Here’s a letter to a regular Café patron, but one who often respectfully disagrees:
R__:
Thanks for your e-mail.
In response to my recent post that is critical of the ‘New History of Capitalism’ – a ‘history’ whose practitioners argue that capitalism is rooted in slavery – you write:
Although New Historians probably exaggerate the links of capitalism with slavery, they are useful for reminding people racism is the root cause of American inequality and other problems.
I disagree. I don’t doubt that, in our nation of 332 million souls, several of our fellow citizens continue to be bigoted, narrow-minded, and racist. Alas, the imperfections of humanity ensure that it will always be so. But I also don’t doubt that, because charges of racism today are so easy to level – and because they grab so much uncritical attention – these charges create the impression that racism is more widespread than it really is, and that it is responsible for many more problems than can, in truth, be credibly attributed to it. Social and economic processes are far more complex than most people realize, with the ‘outcomes’ of these processes being determined far less by people’s attitudes and intentions and far more by the opportunities and constraints that each of us daily confronts.
Consider a pertinent example. In competitive markets without a minimum wage, the racist supermarket manager wishes to employ only whites to work in his store, but he’ll be driven by competition to hire the best workers available regardless of their race. The ability of minorities to accept work at wages lower than are demanded by whites makes it unacceptably costly for this manager not to employ qualified minorities. Further, competition for workers among supermarkets and other employers eventually compels this manager to pay workers according to their productivity and not according to their race or other irrelevant characteristics. Competition and the flexibility of wages, in short, cause the ignorant racist manager to behave as an enlightened liberal.
Now introduce a minimum wage and let the supermarket manager be without a racist atom in her body. As in the previous example, grocery retailing is highly competitive. In this instance, however, the minimum wage ensures that the number of applicants for jobs at the supermarket exceeds the number of jobs available. This nonracist manager then must choose which applicants, from a relatively large pool, to hire at the minimum wage. The black applicant was schooled in poor-quality government schools while the white applicant went to an excellent private school. The black applicant must rely upon public transportation while the white applicant has his own car. The black applicant lives with her single mother and might often have to stay home to care for her younger siblings, while the white applicant has no such family constraints.
Which of the two applicants will the manager hire? The white applicant – not because the manager is racist but because the minimum wage prevents the black applicant from offering to work at a lower wage in order to compensate the employer for this applicant’s handicaps. The minimum wage, in short, causes the enlightened nonracist manager to behave as would a racist.
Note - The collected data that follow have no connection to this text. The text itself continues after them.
#[cfg(test)]
mod tests {
    use super::*;
    use crate::utils::error::{ExtractError, FetchError};
    use async_trait::async_trait;
    use std::collections::HashMap;
    use std::sync::atomic::{AtomicBool, Ordering};
    use std::sync::Mutex;
    use std::time::Duration;

    /// Origin answering from a fixed table and counting requests per path
    #[derive(Default)]
    struct StubOrigin {
        pages: HashMap<String, std::result::Result<String, FetchError>>,
        calls: Mutex<Vec<String>>,
        down: AtomicBool,
    }

    impl StubOrigin {
        fn with(mut self, path: &str, body: &str) -> Self {
            self.pages.insert(path.to_string(), Ok(body.to_string()));
            self
        }

        fn failing(mut self, path: &str, err: FetchError) -> Self {
            self.pages.insert(path.to_string(), Err(err));
            self
        }

        fn calls(&self) -> Vec<String> {
            self.calls.lock().unwrap().clone()
        }
    }

    #[async_trait]
    impl Origin for StubOrigin {
        async fn fetch(&self, path: &str, _context: &FetchContext) -> std::result::Result<String, FetchError> {
            self.calls.lock().unwrap().push(path.to_string());
            if self.down.load(Ordering::SeqCst) {
                return Err(FetchError::UpstreamTimeout);
            }
            self.pages
                .get(path)
                .cloned()
                .unwrap_or(Err(FetchError::UpstreamStatus(404)))
        }
    }

    fn gateway(origin: Arc<StubOrigin>) -> Gateway {
        let parser = ParserConfig {
            page_size: 2,
            upstream_page_size: 2,
            max_page: 3,
            ..Default::default()
        };
        Gateway::new(origin, TieredCache::memory_only(Duration::from_secs(600)), &parser)
    }

    fn listing_page(ids: &[u64]) -> String {
        let rows: String = ids
            .iter()
            .map(|id| {
                format!(
                    r#"<tr><td class="title"><span class="rank">{id}.</span></td>
                    <td><a id="up_{id}" href="vote?id={id}"></a></td><td class="title"><a href="https://example.com/{id}">Story {id}</a></td></tr>
                    <tr><td class="subtext"><span id="score_{id}">{id} points</span> by
                    <a href="user?id=pg">pg</a> 1 hour ago | <a href="item?id={id}">3 comments</a></td></tr>"#
                )
            })
            .collect();
        format!("<html><body><table><tr><td><table>{rows}</table></td></tr></table></body></html>")
    }

    #[tokio::test]
    async fn test_cache_hit_avoids_refetch() {
        let origin = Arc::new(StubOrigin::default().with(
            "/user?id=pg",
            r#"<form><table><tr><td>user:</td><td>pg</td></tr><tr><td>karma:</td><td>155</td></tr></table></form>"#,
        ));
        let gateway = gateway(Arc::clone(&origin));
        let ctx = FetchContext::default();

        let first = gateway.user("pg", &ctx).await.unwrap();
        let second = gateway.user("pg", &ctx).await.unwrap();

        assert_eq!(first, second);
        assert_eq!(first.karma, Some(155));
        assert_eq!(origin.calls(), vec!["/user?id=pg".to_string()]);
    }

    #[tokio::test]
    async fn test_unknown_user_is_not_found() {
        let origin = Arc::new(StubOrigin::default().with("/user?id=ghost", "No such user."));
        let gateway = gateway(origin);

        let err = gateway.user("ghost", &FetchContext::default()).await.unwrap_err();
        assert!(matches!(err, Error::NotFound(_)));
        assert!(gateway.cache().get("userghost").await.is_none());
    }

    #[tokio::test]
    async fn test_invalid_user_id_skips_origin() {
        let origin = Arc::new(StubOrigin::default());
        let gateway = gateway(Arc::clone(&origin));

        let err = gateway.user("a b", &FetchContext::default()).await.unwrap_err();
        assert!(matches!(err, Error::NotFound(_)));
        assert!(origin.calls().is_empty());
    }

    #[tokio::test]
    async fn test_expired_continuation() {
        let origin = Arc::new(StubOrigin::default().with("/x?fnid=abc", "Unknown or expired link."));
        let gateway = gateway(origin);

        let err = gateway.comments("abc", &FetchContext::default()).await.unwrap_err();
        assert!(matches!(err, Error::Extract(ExtractError::ExpiredContent(_))));
    }

    #[tokio::test]
    async fn test_listing_fetches_prefix_and_windows() {
        let origin = Arc::new(
            StubOrigin::default()
                .with("/news", &listing_page(&[1, 2]))
                .with("/news?p=2", &listing_page(&[3, 4])),
        );
        let gateway = gateway(Arc::clone(&origin));

        let page = gateway
            .listing(ListingKind::News, 2, &FetchContext::default())
            .await
            .unwrap();

        let ids: Vec<_> = page.iter().map(|e| e.id).collect();
        assert_eq!(ids, vec![Some(3), Some(4)]);
        assert_eq!(origin.calls(), vec!["/news".to_string(), "/news?p=2".to_string()]);
        assert!(gateway.cache().get("news:2").await.is_some());
    }

    #[tokio::test]
    async fn test_page_one_refresh_drops_later_pages() {
        let origin = Arc::new(StubOrigin::default().with("/news", &listing_page(&[1, 2])));
        let gateway = gateway(origin);
        let ttl = gateway.cache().base_ttl();
        gateway
            .cache()
            .set("news:2", serde_json::json!([]), ttl)
            .await;

        gateway
            .listing(ListingKind::News, 1, &FetchContext::default())
            .await
            .unwrap();

        assert!(gateway.cache().get("news").await.is_some());
        assert!(gateway.cache().get("news:2").await.is_none());
    }

    #[tokio::test]
    async fn test_page_out_of_range() {
        let gateway = gateway(Arc::new(StubOrigin::default()));
        let err = gateway
            .listing(ListingKind::Ask, 4, &FetchContext::default())
            .await
            .unwrap_err();
        assert!(matches!(err, Error::NotFound(_)));
    }

    #[tokio::test]
    async fn test_window_spans_several_upstream_pages() {
        let origin = Arc::new(
            StubOrigin::default()
                .with("/news", &listing_page(&[1, 2]))
                .with("/news?p=2", &listing_page(&[3, 4]))
                .with("/news?p=3", &listing_page(&[5, 6])),
        );
        let parser = ParserConfig {
            page_size: 3,
            upstream_page_size: 2,
            max_page: 3,
            ..Default::default()
        };
        let gateway = Gateway::new(
            Arc::clone(&origin) as Arc<dyn Origin>,
            TieredCache::memory_only(Duration::from_secs(600)),
            &parser,
        );
        let ctx = FetchContext::default();

        let first = gateway.listing(ListingKind::News, 1, &ctx).await.unwrap();
        let ids: Vec<_> = first.iter().map(|e| e.id).collect();
        assert_eq!(ids, vec![Some(1), Some(2), Some(3)]);
        assert_eq!(origin.calls(), vec!["/news".to_string(), "/news?p=2".to_string()]);

        let second = gateway.listing(ListingKind::News, 2, &ctx).await.unwrap();
        let ids: Vec<_> = second.iter().map(|e| e.id).collect();
        assert_eq!(ids, vec![Some(4), Some(5), Some(6)]);
    }

    #[tokio::test(start_paused = true)]
    async fn test_failed_refresh_after_expiry_stores_nothing() {
        let story = r#"<html><body><table><tr><td><table class="fatitem">
            <tr class="athing" id="7"><td class="title"><span class="rank"></span></td>
            <td><a id="up_7" href="vote?id=7"></a></td>
            <td class="title"><a href="https://example.com/7">Seven</a></td></tr>
            <tr><td colspan="2"></td><td class="subtext"><span id="score_7">7 points</span> by
            <a href="user?id=pg">pg</a> 1 hour ago | <a href="item?id=7">discuss</a></td></tr>
            </table></td></tr></table></body></html>"#;
        let origin = Arc::new(StubOrigin::default().with("/item?id=7", story));
        let gateway = gateway(Arc::clone(&origin));
        let ctx = FetchContext::default();

        let fresh = gateway.post(7, &ctx).await.unwrap();
        assert!(gateway.cache().get("post7").await.is_some());

        tokio::time::advance(gateway.cache().base_ttl()).await;
        origin.down.store(true, Ordering::SeqCst);

        let err = gateway.post(7, &ctx).await.unwrap_err();
        assert!(matches!(err, Error::Fetch(FetchError::UpstreamTimeout)));
        assert!(gateway.cache().get("post7").await.is_none());

        origin.down.store(false, Ordering::SeqCst);
        assert_eq!(gateway.post(7, &ctx).await.unwrap(), fresh);
        assert_eq!(origin.calls().len(), 3);
    }
}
The above doesn’t deny the reality of racism. Instead, it’s a plea to replace childish explanations based on attitudes such as racism, with adult explanations based upon scientific analyses of the complex realities of constraints and opportunities. Leveling charges of racism is easy and fills accusers with a gratifying sense of self-righteousness. Further and deeper thought about the matter is thus discouraged. But such charges, because they’re knee-jerk, are nearly always shallow. Worse, they divert our attention from the true, if less emotionally rousing, sources of problems.